Each record must be repeated exactly as it stands.

> **DATASET EXTRACT**
········

enum LeafKey<'a> {
    Account(&'a Address),
    Slot(&'a Key),
}

impl Forest {
    pub fn get_account_info(
        &self,
        root: &NodeReference,
        address: &Address,
    ) -> Result<(AccountInfo, bool), MptError> {
        match self.inner.find_account(root, address)? {
            Some((info, _)) => Ok((info, true)),
            None => Ok((AccountInfo::default(), false)),
        }
    }

    /// Writes the account payload, creating or restructuring leaves as
    /// needed; an empty payload deletes the account and its storage.
    /// Returns the new root of the trie.
    pub fn set_account_info(
        &self,
        root: &NodeReference,
        address: &Address,
        info: AccountInfo,
    ) -> Result<NodeReference, MptError> {
        let result = self.inner.set_account_info_impl(root, address, info);
        self.poison_on_error(result)
    }

    pub fn get_value(
        &self,
        root: &NodeReference,
        address: &Address,
        key: &Key,
    ) -> Result<Value, MptError> {
        match self.inner.find_account(root, address)? {
            Some((_, storage)) => self.inner.find_value(&storage, key),
            None => Ok(Value::zero()),
        }
    }

    /// Writes a storage slot of the given account; a zero value deletes the
    /// slot. Writes to absent accounts are ignored. Returns the new root.
    pub fn set_value(
        &self,
        root: &NodeReference,
        address: &Address,
        key: &Key,
        value: Value,
    ) -> Result<NodeReference, MptError> {
        let result = self.inner.set_value_impl(root, address, key, value);
        self.poison_on_error(result)
    }

    /// Drops the whole storage trie of the account. Returns the new root.
    pub fn clear_storage(
        &self,
        root: &NodeReference,
        address: &Address,
    ) -> Result<NodeReference, MptError> {
        let path = self.inner.address_to_path(address);
        let result = self
            .inner
            .with_account(root, path, address, &mut |inner, account| {
                if account.storage.is_empty() {
                    return Ok(false);
                }
                let detached = std::mem::replace(&mut account.storage, NodeReference::empty());
                account.storage_hash_dirty = true;
                account.hash_dirty = true;
                inner.release_async(detached);
                Ok(true)
            })
            .map(|(reference, _)| reference);
        self.poison_on_error(result)
    }

    pub fn has_empty_storage(
        &self,
        root: &NodeReference,
        address: &Address,
    ) -> Result<bool, MptError> {
        match self.inner.find_account(root, address)? {
            Some((_, storage)) => Ok(storage.is_empty()),
            None => Ok(true),
        }
    }

    /// Checks the structural invariants of every node reachable from `root`.
    pub fn check(&self, root: &NodeReference) -> Result<(), MptError> {
        let full_len = if self.inner.config.use_hashed_paths {
            Path::MAX_NIBBLES
        } else {
            40
        };
        self.inner.check_subtree(root, 0, false, full_len)
    }

    pub fn check_all(&self, roots: &[NodeReference]) -> Result<(), MptError> {
        for root in roots {
            self.check(root)?;
        }
        Ok(())
    }

    fn poison_on_error<T>(&self, result: Result<T, MptError>) -> Result<T, MptError> {
        if let Err(err) = &result {
            self.inner.record_error(err.clone());
        }
        result
    }
}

········

> **SOLUTION TO THIS EXERCISE**
enum LeafKey<'a> {
    Account(&'a Address),
    Slot(&'a Key),
}

impl Forest {
    pub fn get_account_info(
        &self,
        root: &NodeReference,
        address: &Address,
    ) -> Result<(AccountInfo, bool), MptError> {
        match self.inner.find_account(root, address)? {
            Some((info, _)) => Ok((info, true)),
            None => Ok((AccountInfo::default(), false)),
        }
    }

    /// Writes the account payload, creating or restructuring leaves as
    /// needed; an empty payload deletes the account and its storage.
    /// Returns the new root of the trie.
    pub fn set_account_info(
        &self,
        root: &NodeReference,
        address: &Address,
        info: AccountInfo,
    ) -> Result<NodeReference, MptError> {
        let result = self.inner.set_account_info_impl(root, address, info);
        self.poison_on_error(result)
    }

    pub fn get_value(
        &self,
        root: &NodeReference,
        address: &Address,
        key: &Key,
    ) -> Result<Value, MptError> {
        match self.inner.find_account(root, address)? {
            Some((_, storage)) => self.inner.find_value(&storage, key),
            None => Ok(Value::zero()),
        }
    }

    /// Writes a storage slot of the given account; a zero value deletes the
    /// slot. Writes to absent accounts are ignored. Returns the new root.
    pub fn set_value(
        &self,
        root: &NodeReference,
        address: &Address,
        key: &Key,
        value: Value,
    ) -> Result<NodeReference, MptError> {
        let result = self.inner.set_value_impl(root, address, key, value);
        self.poison_on_error(result)
    }

    /// Drops the whole storage trie of the account. Returns the new root.
    pub fn clear_storage(
        &self,
        root: &NodeReference,
        address: &Address,
    ) -> Result<NodeReference, MptError> {
        let path = self.inner.address_to_path(address);
        let result = self
            .inner
            .with_account(root, path, address, &mut |inner, account| {
                if account.storage.is_empty() {
                    return Ok(false);
                }
                let detached = std::mem::replace(&mut account.storage, NodeReference::empty());
                account.storage_hash_dirty = true;
                account.hash_dirty = true;
                inner.release_async(detached);
                Ok(true)
            })
            .map(|(reference, _)| reference);
        self.poison_on_error(result)
    }

    pub fn has_empty_storage(
        &self,
        root: &NodeReference,
        address: &Address,
    ) -> Result<bool, MptError> {
        match self.inner.find_account(root, address)? {
            Some((_, storage)) => Ok(storage.is_empty()),
            None => Ok(true),
        }
    }

    /// Checks the structural invariants of every node reachable from `root`.
    pub fn check(&self, root: &NodeReference) -> Result<(), MptError> {
        let full_len = if self.inner.config.use_hashed_paths {
            Path::MAX_NIBBLES
        } else {
            40
        };
        self.inner.check_subtree(root, 0, false, full_len)
    }

    pub fn check_all(&self, roots: &[NodeReference]) -> Result<(), MptError> {
        for root in roots {
            self.check(root)?;
        }
        Ok(())
    }

    fn poison_on_error<T>(&self, result: Result<T, MptError>) -> Result<T, MptError> {
        if let Err(err) = &result {
            self.inner.record_error(err.clone());
        }
        result
    }
}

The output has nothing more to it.